Next for one time only, we need to prepare an Excel spreadsheet with four tabs in it. The names of the tabs are, Gainers, Losers, AllGainers, and AllLosers. And each tab can have the column names same or different than in the table, Table_Stock_Value created above. For simplicity, let's keep the column names same in the tabs.
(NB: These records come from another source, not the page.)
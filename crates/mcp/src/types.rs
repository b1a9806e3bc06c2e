//! JSON-RPC 2.0 and MCP protocol types.
//!
//! Implements the wire format for the Model Context Protocol (MCP), which
//! uses JSON-RPC 2.0 over stdio for communication between clients and servers.

use serde::{Deserialize, Serialize};
use serde_json::Value;
use nbx_tool_runtime::ToolDefinition;

// ── JSON-RPC 2.0 Base Types ─────────────────────────────────────────

/// A JSON-RPC 2.0 request message.
#[derive(Debug, Clone, Serialize, Deserialize)]
pub struct JsonRpcRequest {
    pub jsonrpc: String,
    pub id: RpcId,
    pub method: String,
    #[serde(default, skip_serializing_if = "Option::is_none")]
    pub params: Option<Value>,
}

/// A JSON-RPC 2.0 response message (success or error).
#[derive(Debug, Clone, Serialize, Deserialize)]
pub struct JsonRpcResponse {
    pub jsonrpc: String,
    pub id: RpcId,
    #[serde(skip_serializing_if = "Option::is_none")]
    pub result: Option<Value>,
    #[serde(skip_serializing_if = "Option::is_none")]
    pub error: Option<JsonRpcError>,
}

/// A JSON-RPC 2.0 error object.
#[derive(Debug, Clone, Serialize, Deserialize)]
pub struct JsonRpcError {
    pub code: i64,
    pub message: String,
    #[serde(skip_serializing_if = "Option::is_none")]
    pub data: Option<Value>,
}

/// A JSON-RPC 2.0 notification (no id, no response expected).
#[derive(Debug, Clone, Serialize, Deserialize)]
pub struct JsonRpcNotification {
    pub jsonrpc: String,
    pub method: String,
    #[serde(default, skip_serializing_if = "Option::is_none")]
    pub params: Option<Value>,
}

/// JSON-RPC request ID. Can be a number or a string per the spec.
#[derive(Debug, Clone, Serialize, Deserialize, PartialEq, Eq, Hash)]
#[serde(untagged)]
pub enum RpcId {
    Number(i64),
    String(String),
}

/// Standard JSON-RPC 2.0 error codes.
pub mod error_codes {
    pub const PARSE_ERROR: i64 = -32700;
    pub const INVALID_REQUEST: i64 = -32600;
    pub const METHOD_NOT_FOUND: i64 = -32601;
    pub const INVALID_PARAMS: i64 = -32602;
    pub const INTERNAL_ERROR: i64 = -32603;
}

// ── MCP Initialize ──────────────────────────────────────────────────

/// Information about the connecting client.
#[derive(Debug, Clone, Serialize, Deserialize)]
pub struct ClientInfo {
    pub name: String,
    #[serde(default, skip_serializing_if = "Option::is_none")]
    pub version: Option<String>,
}

/// Result returned from the `initialize` method.
#[derive(Debug, Clone, Serialize, Deserialize)]
#[serde(rename_all = "camelCase")]
pub struct InitializeResult {
    pub protocol_version: String,
    #[serde(default)]
    pub capabilities: Value,
    pub server_info: ServerInfo,
}

/// Information about the MCP server.
#[derive(Debug, Clone, Serialize, Deserialize)]
pub struct ServerInfo {
    pub name: String,
    #[serde(default, skip_serializing_if = "Option::is_none")]
    pub version: Option<String>,
}

// ── MCP tools/list ──────────────────────────────────────────────────

/// Result of `tools/list`.
#[derive(Debug, Clone, Serialize, Deserialize)]
#[serde(rename_all = "camelCase")]
pub struct ListToolsResult {
    pub tools: Vec<ToolInfo>,
    #[serde(default, skip_serializing_if = "Option::is_none")]
    pub next_cursor: Option<String>,
}

/// Describes a single tool in MCP format.
#[derive(Debug, Clone, Serialize, Deserialize)]
#[serde(rename_all = "camelCase")]
pub struct ToolInfo {
    pub name: String,
    #[serde(default)]
    pub description: String,
    #[serde(default = "empty_object_schema")]
    pub input_schema: Value,
}

fn empty_object_schema() -> Value {
    serde_json::json!({"type": "object", "properties": {}})
}

impl From<ToolInfo> for ToolDefinition {
    fn from(info: ToolInfo) -> Self {
        Self {
            name: info.name,
            description: info.description,
            input_schema: info.input_schema,
        }
    }
}

// ── MCP tools/call ──────────────────────────────────────────────────

/// Parameters for `tools/call`.
#[derive(Debug, Clone, Serialize, Deserialize)]
pub struct CallToolParams {
    pub name: String,
    #[serde(default)]
    pub arguments: Value,
}

/// Result of `tools/call`.
#[derive(Debug, Clone, Serialize, Deserialize)]
#[serde(rename_all = "camelCase")]
pub struct CallToolResult {
    pub content: Vec<ToolContent>,
    #[serde(default, skip_serializing_if = "std::ops::Not::not")]
    pub is_error: bool,
}

impl CallToolResult {
    pub fn text(text: impl Into<String>) -> Self {
        Self {
            content: vec![ToolContent::Text { text: text.into() }],
            is_error: false,
        }
    }

    /// Concatenate every text block, one per line. Non-text blocks are skipped.
    pub fn joined_text(&self) -> String {
        self.content
            .iter()
            .filter_map(|c| match c {
                ToolContent::Text { text } => Some(text.as_str()),
                ToolContent::Unsupported => None,
            })
            .collect::<Vec<_>>()
            .join("\n")
    }
}

/// Content block within a tool call result.
#[derive(Debug, Clone, Serialize, Deserialize)]
#[serde(tag = "type", rename_all = "snake_case")]
pub enum ToolContent {
    Text { text: String },
    /// Image, audio, or resource blocks; NetBox tools only return text.
    #[serde(other)]
    Unsupported,
}

// ── Helpers ─────────────────────────────────────────────────────────

impl JsonRpcRequest {
    /// Create a new JSON-RPC 2.0 request.
    pub fn new(id: RpcId, method: impl Into<String>, params: Option<Value>) -> Self {
        Self {
            jsonrpc: "2.0".to_string(),
            id,
            method: method.into(),
            params,
        }
    }
}

impl JsonRpcResponse {
    /// Create a successful response.
    pub fn success(id: RpcId, result: Value) -> Self {
        Self {
            jsonrpc: "2.0".to_string(),
            id,
            result: Some(result),
            error: None,
        }
    }

    /// Create an error response.
    pub fn error(id: RpcId, code: i64, message: impl Into<String>) -> Self {
        Self {
            jsonrpc: "2.0".to_string(),
            id,
            result: None,
            error: Some(JsonRpcError {
                code,
                message: message.into(),
                data: None,
            }),
        }
    }
}

impl JsonRpcNotification {
    /// Create a new JSON-RPC 2.0 notification.
    pub fn new(method: impl Into<String>, params: Option<Value>) -> Self {
        Self {
            jsonrpc: "2.0".to_string(),
            method: method.into(),
            params,
        }
    }
}

/// The MCP protocol version this crate speaks.
pub const PROTOCOL_VERSION: &str = "2024-11-05";

#[cfg(test)]
mod tests {
    use super::*;

    #[test]
    fn test_request_omits_absent_params() {
        let req = JsonRpcRequest::new(RpcId::Number(3), "tools/list", None);
        let json = serde_json::to_string(&req).unwrap();
        assert_eq!(json, r#"{"jsonrpc":"2.0","id":3,"method":"tools/list"}"#);
    }

    #[test]
    fn test_rpc_id_forms() {
        assert_eq!(serde_json::from_str::<RpcId>("42").unwrap(), RpcId::Number(42));
        assert_eq!(
            serde_json::from_str::<RpcId>("\"req-1\"").unwrap(),
            RpcId::String("req-1".to_string())
        );
    }

    #[test]
    fn test_tool_info_tolerates_missing_description() {
        let info: ToolInfo =
            serde_json::from_str(r#"{"name":"netbox_get_changelogs"}"#).unwrap();
        assert_eq!(info.description, "");
        assert_eq!(info.input_schema["type"], "object");
    }

    #[test]
    fn test_call_tool_result_skips_non_text_blocks() {
        let result: CallToolResult = serde_json::from_value(serde_json::json!({
            "content": [
                {"type": "text", "text": "first"},
                {"type": "image", "data": "AAAA", "mimeType": "image/png"},
                {"type": "text", "text": "second"}
            ],
            "isError": true
        }))
        .unwrap();
        assert!(result.is_error);
        assert_eq!(result.joined_text(), "first\nsecond");
    }

    #[test]
    fn test_is_error_omitted_when_false() {
        let json = serde_json::to_string(&CallToolResult::text("ok")).unwrap();
        assert!(!json.contains("isError"));
    }
}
I have created and kept the Excel spreadsheet in the folder, C:\SQLXL. I have named the Excel spreadsheet as Stock_Overview.xls.


Please remember to close the Excel sheet before the initial compilation of the SP and before each instance of execution of the SP.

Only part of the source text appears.